It is undisputed in the trial record that McMillen was a bona fide purchaser for value of the 77.97 acres from Railroad Car Service Corporation. The record further reflects conclusively that the real estate in dispute was unimproved farmland. There were no facts adduced that would have put McMillen on either actual or constructive notice that the Millers claimed any interest whatsoever in the land. The Millers conveyed to Railroad Car Service Corporation on January 20, 1981. Four months later, Railroad Car Service Corporation conveyed to Mc-Millen. The record is devoid of any acts by the Millers during that period of time that would be consistent with possession on their part. The Millers were in a position to protect their claimed leasehold interest in the 77.97 acres in question by a timely recording of the option or by reserving a leasehold interest in the deed to Railroad Car Service Corporation. This they failed to do. Neb. Rev. Stat. § 76-104 (Reissue 1981) provides as follows: “An otherwise effective conveyance of property transfers the entire interest which the conveyor has and has the power to convey, unless an intent to transfer a less interest is effectively manifested. No words of inheritance or other special words are necessary to transfer a fee simple.”

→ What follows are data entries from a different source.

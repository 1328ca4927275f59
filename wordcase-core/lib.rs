pub mod chars;
pub mod diacritics;
pub mod grapheme;
//! Translation between the code-unit offsets reported by the pattern engine
//! and grapheme cluster positions.
//!
//! Every index a user sees counts extended grapheme clusters: `"héllo"` has
//! five of them no matter whether the `é` is one code point or two. The
//! pattern engine on the other hand reports UTF-8 byte offsets. All byte
//! arithmetic is confined to this module.
//!
//! For a single lookup the free functions are enough. When many ranges of the
//! same text need translating, build a [`GraphemeMap`] once and query it.

use std::{
  iter,
  ops::Range,
};

use unicode_segmentation::{
  GraphemeCursor,
  UnicodeSegmentation,
};
use wordcase_stdx::pattern::CodeUnitRange;

/// A position counted in extended grapheme clusters.
pub type GraphemeIndex = usize;

/// A half-open range of grapheme positions. `start <= end` always holds.
#[derive(Debug, Default, Clone, Copy, PartialEq, Eq, Hash)]
pub struct GraphemeRange {
  pub start: GraphemeIndex,
  pub end:   GraphemeIndex,
}

impl GraphemeRange {
  /// Returns `None` if `start > end`.
  #[inline]
  pub const fn new(start: GraphemeIndex, end: GraphemeIndex) -> Option<Self> {
    if start > end {
      None
    } else {
      Some(Self { start, end })
    }
  }

  #[inline]
  pub const fn len(&self) -> usize {
    self.end - self.start
  }

  #[inline]
  pub const fn is_empty(&self) -> bool {
    self.start == self.end
  }

  #[inline]
  pub const fn contains(&self, index: GraphemeIndex) -> bool {
    self.start <= index && index < self.end
  }

  #[inline]
  pub const fn as_range(&self) -> Range<GraphemeIndex> {
    self.start..self.end
  }
}

/// Whether `offset` is a grapheme boundary of `text`. `0` and `text.len()`
/// always are; anything past the end never is.
#[must_use]
pub fn is_grapheme_boundary(text: &str, offset: usize) -> bool {
  if offset > text.len() || !text.is_char_boundary(offset) {
    return false;
  }

  // The whole text is a single chunk starting at 0, so the cursor never asks
  // for more context.
  GraphemeCursor::new(offset, text.len(), true)
    .is_boundary(text, 0)
    .unwrap_or(false)
}

#[must_use]
pub fn grapheme_len(text: &str) -> usize {
  text.graphemes(true).count()
}

/// Map a code-unit range onto grapheme positions.
///
/// Returns `None` if either end of `range` is out of bounds or does not sit
/// on a grapheme boundary, e.g. inside a multi-byte code point or between a
/// base letter and its combining accent.
#[must_use]
pub fn to_grapheme_range(range: CodeUnitRange, text: &str) -> Option<GraphemeRange> {
  let end = range.start.checked_add(range.length)?;
  if !is_grapheme_boundary(text, range.start) || !is_grapheme_boundary(text, end) {
    return None;
  }

  // Segmenting a prefix that ends on a boundary yields the same clusters as
  // the full text up to that boundary.
  Some(GraphemeRange {
    start: grapheme_len(&text[..range.start]),
    end:   grapheme_len(&text[..end]),
  })
}

/// The code-unit offset at which grapheme `index` starts.
///
/// Indices at or past the end clamp to `text.len()`.
#[must_use]
pub fn to_code_unit_offset(index: GraphemeIndex, text: &str) -> usize {
  text
    .grapheme_indices(true)
    .nth(index)
    .map_or(text.len(), |(offset, _)| offset)
}

/// Inverse of [`to_grapheme_range`]. Returns `None` if `range` reaches past
/// the end of `text`.
#[must_use]
pub fn to_code_unit_range(range: GraphemeRange, text: &str) -> Option<CodeUnitRange> {
  GraphemeMap::new(text).to_code_unit_range(range)
}

/// Grapheme boundary table for one text.
///
/// Holds the byte offset of every grapheme boundary, including `0` and
/// `text.len()`, so lookups in either direction are a slice index or a binary
/// search.
#[derive(Debug, Clone)]
pub struct GraphemeMap<'a> {
  text:       &'a str,
  boundaries: Vec<usize>,
}

impl<'a> GraphemeMap<'a> {
  pub fn new(text: &'a str) -> Self {
    let boundaries = text
      .grapheme_indices(true)
      .map(|(offset, _)| offset)
      .chain(iter::once(text.len()))
      .collect();

    Self { text, boundaries }
  }

  /// Number of grapheme clusters.
  #[inline]
  pub fn len(&self) -> usize {
    self.boundaries.len() - 1
  }

  #[inline]
  pub fn is_empty(&self) -> bool {
    self.len() == 0
  }

  /// The grapheme position that starts at byte `offset`, or `text.len()`'s
  /// position for the end. `None` for offsets that are not boundaries.
  pub fn grapheme_index(&self, offset: usize) -> Option<GraphemeIndex> {
    self.boundaries.binary_search(&offset).ok()
  }

  /// The first boundary strictly after byte `offset`.
  pub fn next_boundary(&self, offset: usize) -> Option<usize> {
    let next = self.boundaries.partition_point(|&boundary| boundary <= offset);
    self.boundaries.get(next).copied()
  }

  /// Byte offset of grapheme `index`, clamped to `text.len()`.
  pub fn code_unit_offset(&self, index: GraphemeIndex) -> usize {
    self
      .boundaries
      .get(index)
      .copied()
      .unwrap_or(self.text.len())
  }

  pub fn to_grapheme_range(&self, range: CodeUnitRange) -> Option<GraphemeRange> {
    let end = range.start.checked_add(range.length)?;
    let start = self.grapheme_index(range.start)?;
    let end = self.grapheme_index(end)?;
    Some(GraphemeRange { start, end })
  }

  pub fn to_code_unit_range(&self, range: GraphemeRange) -> Option<CodeUnitRange> {
    let start = *self.boundaries.get(range.start)?;
    let end = *self.boundaries.get(range.end)?;
    Some(CodeUnitRange::from(start..end))
  }

  /// The grapheme cluster at `index`.
  pub fn grapheme(&self, index: GraphemeIndex) -> Option<&'a str> {
    self.slice(GraphemeRange {
      start: index,
      end:   index.checked_add(1)?,
    })
  }

  /// The text covered by `range`, or `None` if it reaches past the end.
  pub fn slice(&self, range: GraphemeRange) -> Option<&'a str> {
    let range = self.to_code_unit_range(range)?;
    self.text.get(range.as_range())
  }
}
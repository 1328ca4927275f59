use serde::{
  Deserialize,
  Serialize,
};

use crate::{
  Tendril,
  words::{
    Word,
    WordSequence,
    words,
  },
};

#[derive(Debug, Clone, Copy, PartialEq, Eq, Serialize, Deserialize)]
#[serde(rename_all = "kebab-case")]
pub enum CaseStyle {
  /// `fooBarBaz`
  Camel,
  /// `FooBarBaz`
  Pascal,
  /// `foo-bar-baz`
  Kebab,
  /// `foo_bar_baz`
  Snake,
  /// `Foo Bar Baz`
  Start,
}

impl CaseStyle {
  fn separator(self) -> Option<char> {
    match self {
      Self::Camel | Self::Pascal => None,
      Self::Kebab => Some('-'),
      Self::Snake => Some('_'),
      Self::Start => Some(' '),
    }
  }

  fn push_word(self, index: usize, word: &str, buf: &mut Tendril) {
    match self {
      Self::Camel if index == 0 => push_lowercase(word, buf),
      Self::Camel | Self::Pascal | Self::Start => push_capitalized(word, buf),
      Self::Kebab | Self::Snake => push_lowercase(word, buf),
    }
  }
}

pub fn to_case(text: &str, style: CaseStyle) -> Tendril {
  format_words(&words(text), style)
}

pub fn format_words(words: &WordSequence, style: CaseStyle) -> Tendril {
  let mut res = Tendril::new();
  format_words_with(words, style, &mut res);
  res
}

pub fn format_words_with(words: &WordSequence, style: CaseStyle, buf: &mut Tendril) {
  words
    .iter()
    .map(Word::as_str)
    .enumerate()
    .for_each(|(index, word)| {
      if index > 0 {
        if let Some(sep) = style.separator() {
          buf.push(sep);
        }
      }
      style.push_word(index, word, buf);
    });
}

pub fn to_camel_case(text: &str) -> Tendril {
  to_case(text, CaseStyle::Camel)
}

pub fn to_camel_case_with(words: &WordSequence, buf: &mut Tendril) {
  format_words_with(words, CaseStyle::Camel, buf);
}

pub fn to_pascal_case(text: &str) -> Tendril {
  to_case(text, CaseStyle::Pascal)
}

pub fn to_pascal_case_with(words: &WordSequence, buf: &mut Tendril) {
  format_words_with(words, CaseStyle::Pascal, buf);
}

pub fn to_kebab_case(text: &str) -> Tendril {
  to_case(text, CaseStyle::Kebab)
}

pub fn to_kebab_case_with(words: &WordSequence, buf: &mut Tendril) {
  format_words_with(words, CaseStyle::Kebab, buf);
}

pub fn to_snake_case(text: &str) -> Tendril {
  to_case(text, CaseStyle::Snake)
}

pub fn to_snake_case_with(words: &WordSequence, buf: &mut Tendril) {
  format_words_with(words, CaseStyle::Snake, buf);
}

pub fn to_start_case(text: &str) -> Tendril {
  to_case(text, CaseStyle::Start)
}

pub fn to_start_case_with(words: &WordSequence, buf: &mut Tendril) {
  format_words_with(words, CaseStyle::Start, buf);
}

fn push_lowercase(word: &str, buf: &mut Tendril) {
  // `str::to_lowercase` knows about final sigma, `char::to_lowercase` doesn't.
  buf.push_str(&word.to_lowercase());
}

fn push_capitalized(word: &str, buf: &mut Tendril) {
  let mut chars = word.chars();
  if let Some(first) = chars.next() {
    buf.extend(first.to_uppercase());
    push_lowercase(chars.as_str(), buf);
  }
}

As a result of the Millers’ failure to act, McMillen was justified in relying on the recorded deed that reflected Railroad Car Service Corporation as the sole owner of the 77.97 acres.

*250Neb. Rev. Stat. § 76-238 (Reissue 1981) provides: “All deeds, mortgages and other instruments of writing which are required to be or which under the laws of this state may be recorded, shall take effect and be in force from and after the time of delivering the same to the register of deeds for recording, and not before, as to all creditors and subsequent purchasers in good faith without notice; and all such deeds, mortgages and other instruments shall be adjudged void as to all such creditors and subsequent purchasers without notice whose deeds, mortgages or other instruments shall be first recorded; Provided, that such deeds, mortgages and other instruments shall be valid between the parties.”

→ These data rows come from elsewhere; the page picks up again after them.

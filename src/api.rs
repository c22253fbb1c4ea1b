use log::{debug, info};
use crate::config::{default_config, GridConfig};
use crate::coordinate::{
    bot_top_to_top_bot, parse_rect, point_precision, range_height, range_width, rect_to_string,
    CoordinateSystem, CoordinateTransformer, Rect,
};
use crate::errors::{GridError, GridResult};
use crate::utils::logger::Logger;

/// Main interface to the geogrid library
///
/// Works on serialized "x1,y1|x2,y2" rects and rounds converted coordinates
/// to the configured precision.
pub struct GeoGrid {
    config: GridConfig,
    transformer: CoordinateTransformer,
}

impl Default for GeoGrid {
    fn default() -> Self {
        Self::new()
    }
}

impl GeoGrid {
    /// Create a GeoGrid instance with the compiled-in configuration
    pub fn new() -> Self {
        Self::with_config(default_config().clone())
    }

    /// Create a GeoGrid instance with an explicit configuration
    pub fn with_config(config: GridConfig) -> Self {
        info!("Initializing geogrid with precision {}", config.precision);
        GeoGrid {
            config,
            transformer: CoordinateTransformer,
        }
    }

    /// The configuration in use
    pub fn config(&self) -> &GridConfig {
        &self.config
    }

    /// Install the crate logger at the configured level
    pub fn init_logging(&self) {
        Logger::init_global_logger(self.config.log_level);
    }

    /// Parse a serialized rect, or `None` if it is malformed
    pub fn parse_rect(&self, rect_str: &str) -> Option<Rect> {
        parse_rect(rect_str)
    }

    /// Serialize a rect as "x1,y1|x2,y2"
    pub fn format_rect(&self, rect: &Rect) -> String {
        rect_to_string(rect)
    }

    /// Pixel width and height of a serialized bot-top rect
    ///
    /// # Arguments
    /// * `rect_str` - Rect in "left,bottom|right,top" form
    /// * `pixel_width` - Width of one pixel in coordinate units
    /// * `pixel_height` - Height of one pixel in coordinate units
    ///
    /// # Returns
    /// (width, height) in pixels, or an error if the rect or sizes are malformed
    pub fn grid_size(&self, rect_str: &str, pixel_width: &str, pixel_height: &str) -> GridResult<(String, String)> {
        let rect = self.require_rect(rect_str)?;
        let width = range_width(&rect, pixel_width)?;
        let height = range_height(&rect, pixel_height)?;

        debug!("Grid for {} is {}x{} pixels", rect_str, width, height);
        Ok((width, height))
    }

    /// Convert a serialized bot-top rect to top-bot order
    pub fn to_top_bot(&self, rect_str: &str) -> GridResult<String> {
        let rect = self.require_rect(rect_str)?;
        Ok(rect_to_string(&bot_top_to_top_bot(&rect)))
    }

    /// Convert a serialized WGS84 rect to GCJ02
    pub fn wgs84_rect_to_gcj02(&self, rect_str: &str) -> GridResult<String> {
        self.convert_rect(rect_str, CoordinateSystem::WGS84, CoordinateSystem::GCJ02)
    }

    /// Convert a serialized GCJ02 rect to WGS84
    pub fn gcj02_rect_to_wgs84(&self, rect_str: &str) -> GridResult<String> {
        self.convert_rect(rect_str, CoordinateSystem::GCJ02, CoordinateSystem::WGS84)
    }

    fn convert_rect(&self, rect_str: &str, from_crs: CoordinateSystem, to_crs: CoordinateSystem) -> GridResult<String> {
        let rect = self.require_rect(rect_str)?;
        let [first, second] = rect.corners();

        let converted = Rect::new(
            point_precision(&self.transformer.transform_point(first, &from_crs, &to_crs)?, &self.config.precision)?,
            point_precision(&self.transformer.transform_point(second, &from_crs, &to_crs)?, &self.config.precision)?,
        );

        debug!("Converted {} rect {} to {} rect {}",
               from_crs.description(), rect_str, to_crs.description(), converted);
        Ok(rect_to_string(&converted))
    }

    fn require_rect(&self, rect_str: &str) -> GridResult<Rect> {
        parse_rect(rect_str)
            .ok_or_else(|| GridError::GenericError(format!("Malformed rect: '{}'", rect_str)))
    }
}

In Karmann v. Haase, 191 Neb. 839, 842, 218 N.W.2d 242, 245 (1974), we said: “Fundamental to the law of registry is the principle of establishing priority of title. Section 76-238, R.R.S. 1943, is designed to protect a subsequent purchaser even though there was a prior conveyance or transaction concerning the property, provided the subsequent purchaser recorded his title first, and provided further that the subsequent purchaser was a bona fide purchaser without notice of any other claims to the property.”

As between the Millers and Railroad Car Service Corporation, a dispute may exist concerning the purported 20-year lease. No such issue exists between the Millers and McMillen. As a bona fide purchaser for value, without notice, either actual or constructive, of the claims of the Millers, McMillen took title to the 77.97 acres from Railroad Car Service Corporation free and clear of the 20-year lease referred to in the option between the Millers and Railroad Car Service Corporation. The action of the trial court in dissolving the temporary injunction and in dismissing the appellants’ petition was correct and is affirmed.

Affirmed.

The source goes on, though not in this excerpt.